** Prompt **
Set the entries down again exactly; none may be skipped.

Saved entries
--- --- ---
//! Multi-pass request orderer.
//!
//! Each rule is applied as its own stable sort over the order left by the
//! previous pass. Pass order matters: the last rule added is the primary
//! key, and rules added before it break its ties.

use std::sync::Arc;

use super::{rules, OrderKey, OrderingRule};
use crate::catalog::Catalog;
use crate::models::CourseRequest;

/// A composable request orderer.
///
/// # Example
/// ```
/// use u_enroll::catalog::Catalog;
/// use u_enroll::models::{Course, CourseRequest, Offering};
/// use u_enroll::ordering::RequestOrderer;
///
/// let catalog = Catalog::build(
///     vec![Course::new("GYM"), Course::new("MATH")],
///     vec![
///         Offering::new("GYM-1", "GYM"),
///         Offering::new("GYM-2", "GYM").with_section(2),
///         Offering::new("MATH-1", "MATH"),
///     ],
///     vec![],
/// ).unwrap();
/// let requests = vec![CourseRequest::new("ann", "GYM"), CourseRequest::new("ann", "MATH")];
///
/// let order = RequestOrderer::standard().order(&requests, &catalog);
/// assert_eq!(order, vec![1, 0]); // MATH has a single section
/// ```
#[derive(Clone)]
pub struct RequestOrderer {
    passes: Vec<Arc<dyn OrderingRule>>,
}

impl RequestOrderer {
    /// Creates an orderer with no passes (input order is kept).
    pub fn new() -> Self {
        Self { passes: Vec::new() }
    }

    /// The standard sectioning order.
    ///
    /// Pass 1 sorts by weekly periods, descending. Pass 2 sorts by section
    /// count, ascending, and therefore dominates: scarce courses go first,
    /// heavier courses first among equally scarce ones.
    pub fn standard() -> Self {
        Self::new()
            .then_by(rules::MostPeriodsPerWeek)
            .then_by(rules::FewestOfferings)
    }

    /// Appends a stable sort pass.
    pub fn then_by<R: OrderingRule + 'static>(mut self, rule: R) -> Self {
        self.passes.push(Arc::new(rule));
        self
    }

    /// Number of passes.
    pub fn pass_count(&self) -> usize {
        self.passes.len()
    }

    /// Returns indices into `requests` in resolution order.
    pub fn order(&self, requests: &[CourseRequest], catalog: &Catalog) -> Vec<usize> {
        let mut indices: Vec<usize> = (0..requests.len()).collect();

        for rule in &self.passes {
            let keys: Vec<OrderKey> = requests.iter().map(|r| rule.key(r, catalog)).collect();
            // `sort_by_key` is stable.
            indices.sort_by_key(|&i| keys[i]);
        }

        indices
    }

    /// Returns the requests in resolution order.
    pub fn order_requests(&self, requests: &[CourseRequest], catalog: &Catalog) -> Vec<CourseRequest> {
        self.order(requests, catalog)
            .into_iter()
            .map(|i| requests[i].clone())
            .collect()
    }
}

impl Default for RequestOrderer {
    fn default() -> Self {
        Self::standard()
    }
}

impl std::fmt::Debug for RequestOrderer {
    fn fmt(&self, f: &mut std::fmt::Formatter<'_>) -> std::fmt::Result {
        f.debug_struct("RequestOrderer")
            .field(
                "passes",
                &self.passes.iter().map(|r| r.name()).collect::<Vec<_>>(),
            )
            .finish()
    }
}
--- --- ---
** Task solution **
//! Multi-pass request orderer.
//!
//! Each rule is applied as its own stable sort over the order left by the
//! previous pass. Pass order matters: the last rule added is the primary
//! key, and rules added before it break its ties.

use std::sync::Arc;

use super::{rules, OrderKey, OrderingRule};
use crate::catalog::Catalog;
use crate::models::CourseRequest;

/// A composable request orderer.
///
/// # Example
/// ```
/// use u_enroll::catalog::Catalog;
/// use u_enroll::models::{Course, CourseRequest, Offering};
/// use u_enroll::ordering::RequestOrderer;
///
/// let catalog = Catalog::build(
///     vec![Course::new("GYM"), Course::new("MATH")],
///     vec![
///         Offering::new("GYM-1", "GYM"),
///         Offering::new("GYM-2", "GYM").with_section(2),
///         Offering::new("MATH-1", "MATH"),
///     ],
///     vec![],
/// ).unwrap();
/// let requests = vec![CourseRequest::new("ann", "GYM"), CourseRequest::new("ann", "MATH")];
///
/// let order = RequestOrderer::standard().order(&requests, &catalog);
/// assert_eq!(order, vec![1, 0]); // MATH has a single section
/// ```
#[derive(Clone)]
pub struct RequestOrderer {
    passes: Vec<Arc<dyn OrderingRule>>,
}

impl RequestOrderer {
    /// Creates an orderer with no passes (input order is kept).
    pub fn new() -> Self {
        Self { passes: Vec::new() }
    }

    /// The standard sectioning order.
    ///
    /// Pass 1 sorts by weekly periods, descending. Pass 2 sorts by section
    /// count, ascending, and therefore dominates: scarce courses go first,
    /// heavier courses first among equally scarce ones.
    pub fn standard() -> Self {
        Self::new()
            .then_by(rules::MostPeriodsPerWeek)
            .then_by(rules::FewestOfferings)
    }

    /// Appends a stable sort pass.
    pub fn then_by<R: OrderingRule + 'static>(mut self, rule: R) -> Self {
        self.passes.push(Arc::new(rule));
        self
    }

    /// Number of passes.
    pub fn pass_count(&self) -> usize {
        self.passes.len()
    }

    /// Returns indices into `requests` in resolution order.
    pub fn order(&self, requests: &[CourseRequest], catalog: &Catalog) -> Vec<usize> {
        let mut indices: Vec<usize> = (0..requests.len()).collect();

        for rule in &self.passes {
            let keys: Vec<OrderKey> = requests.iter().map(|r| rule.key(r, catalog)).collect();
            // `sort_by_key` is stable.
            indices.sort_by_key(|&i| keys[i]);
        }

        indices
    }

    /// Returns the requests in resolution order.
    pub fn order_requests(&self, requests: &[CourseRequest], catalog: &Catalog) -> Vec<CourseRequest> {
        self.order(requests, catalog)
            .into_iter()
            .map(|i| requests[i].clone())
            .collect()
    }
}

impl Default for RequestOrderer {
    fn default() -> Self {
        Self::standard()
    }
}

impl std::fmt::Debug for RequestOrderer {
    fn fmt(&self, f: &mut std::fmt::Formatter<'_>) -> std::fmt::Result {
        f.debug_struct("RequestOrderer")
            .field(
                "passes",
                &self.passes.iter().map(|r| r.name()).collect::<Vec<_>>(),
            )
            .finish()
    }
}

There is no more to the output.